Your instructions: Give the number of lines in the records below that include the word "state", and add nothing to it.

Records for this exercise:
//! Path management for pocket-ledger
//!
//! Provides XDG-compliant path resolution for configuration and period tables.
//!
//! ## Path Resolution Order
//!
//! 1. `POCKET_LEDGER_DATA_DIR` environment variable (if set)
//! 2. Unix (Linux/macOS): `$XDG_CONFIG_HOME/pocket-ledger` or `~/.config/pocket-ledger`
//! 3. Windows: `%APPDATA%\pocket-ledger`

use std::path::PathBuf;

use crate::error::LedgerError;
use crate::models::Period;

/// Environment variable that overrides the base directory
pub const DATA_DIR_ENV: &str = "POCKET_LEDGER_DATA_DIR";

/// Manages all paths used by pocket-ledger
#[derive(Debug, Clone)]
pub struct LedgerPaths {
    /// Base directory for all pocket-ledger data
    base_dir: PathBuf,
}

impl LedgerPaths {
    /// Create a new LedgerPaths instance
    ///
    /// # Errors
    ///
    /// Returns an error if the home directory cannot be determined.
    pub fn new() -> Result<Self, LedgerError> {
        let base_dir = if let Ok(custom) = std::env::var(DATA_DIR_ENV) {
            PathBuf::from(custom)
        } else {
            resolve_default_path()?
        };

        Ok(Self { base_dir })
    }

    /// Create LedgerPaths with a custom base directory (useful for testing)
    pub fn with_base_dir(base_dir: PathBuf) -> Self {
        Self { base_dir }
    }

    pub fn base_dir(&self) -> &PathBuf {
        &self.base_dir
    }

    /// Get the data directory holding one table per period
    pub fn data_dir(&self) -> PathBuf {
        self.base_dir.join("data")
    }

    /// Get the path to the settings file
    pub fn settings_file(&self) -> PathBuf {
        self.base_dir.join("config.json")
    }

    /// Get the path of a period's table (`data/2026-01.csv`)
    pub fn period_file(&self, period: &Period) -> PathBuf {
        self.data_dir().join(format!("{}.csv", period))
    }

    /// Ensure the base and data directories exist
    pub fn ensure_directories(&self) -> Result<(), LedgerError> {
        std::fs::create_dir_all(&self.base_dir)
            .map_err(|e| LedgerError::Io(format!("Failed to create base directory: {}", e)))?;

        std::fs::create_dir_all(self.data_dir())
            .map_err(|e| LedgerError::Io(format!("Failed to create data directory: {}", e)))?;

        Ok(())
    }

    /// Check if pocket-ledger has been initialized (config file exists)
    pub fn is_initialized(&self) -> bool {
        self.settings_file().exists()
    }
}

/// Resolve the default data directory path based on platform
#[cfg(not(windows))]
fn resolve_default_path() -> Result<PathBuf, LedgerError> {
    let config_base = match std::env::var("XDG_CONFIG_HOME") {
        Ok(dir) => PathBuf::from(dir),
        Err(_) => {
            let home = std::env::var("HOME").map_err(|_| {
                LedgerError::Config("HOME environment variable not set".into())
            })?;
            PathBuf::from(home).join(".config")
        }
    };
    Ok(config_base.join("pocket-ledger"))
}

/// Resolve the default data directory path based on platform
#[cfg(windows)]
fn resolve_default_path() -> Result<PathBuf, LedgerError> {
    let appdata = std::env::var("APPDATA")
        .map_err(|_| LedgerError::Config("Could not determine APPDATA directory".into()))?;
    Ok(PathBuf::from(appdata).join("pocket-ledger"))
}
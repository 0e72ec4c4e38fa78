//! pocket-ledger - monthly budget tracking for a personal expense ledger
//!
//! Transactions are appended to one table per calendar month. For any month
//! the engine computes spend per configured category, total spend, and the
//! dynamic budget (the base budget raised by recorded income), then derives
//! advisory warnings. A pending entry can be checked against the current
//! month before it is written.
//!
//! # Architecture
//!
//! The crate is organized into the following modules:
//!
//! - `config`: Settings, budget configuration and path management
//! - `error`: Custom error types
//! - `models`: Core data models (money, periods, transactions, aggregates)
//! - `storage`: The transaction store trait and its CSV implementation
//! - `services`: The aggregation engine and the services around it
//! - `display`: Terminal formatting
//! - `export`: JSON, YAML and CSV export
//! - `cli`: Command handlers for the `pocket` binary
//!
//! # Example
//!
//! ```rust
//! use chrono::NaiveDate;
//! use pocket_ledger::config::{BudgetConfig, CategoryLimit};
//! use pocket_ledger::models::{Money, Transaction};
//! use pocket_ledger::services::{aggregate, evaluate_warnings};
//!
//! let config = BudgetConfig::new(
//!     vec![CategoryLimit::new("享樂", Money::from_units(3000))],
//!     Money::from_units(10_000),
//! );
//! let date = NaiveDate::from_ymd_opt(2026, 1, 10).unwrap();
//! let rows = vec![Transaction::new(date, "享樂", "concert", Money::from_units(2999))];
//!
//! let state = aggregate(&rows, &config);
//! assert_eq!(state.remaining("享樂"), Some(Money::from_units(1)));
//!
//! let warnings = evaluate_warnings(Money::from_units(2), "享樂", &state, &config);
//! assert_eq!(warnings.len(), 1);
//! ```

pub mod cli;
pub mod config;
pub mod display;
pub mod error;
pub mod export;
pub mod models;
pub mod services;
pub mod storage;
pub mod utils;

pub use error::{LedgerError, LedgerResult};

/// Initializes logging for the process
pub fn init() {
    utils::init_tracing();
    tracing::debug!("pocket-ledger tracing initialized");
}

Reply: 3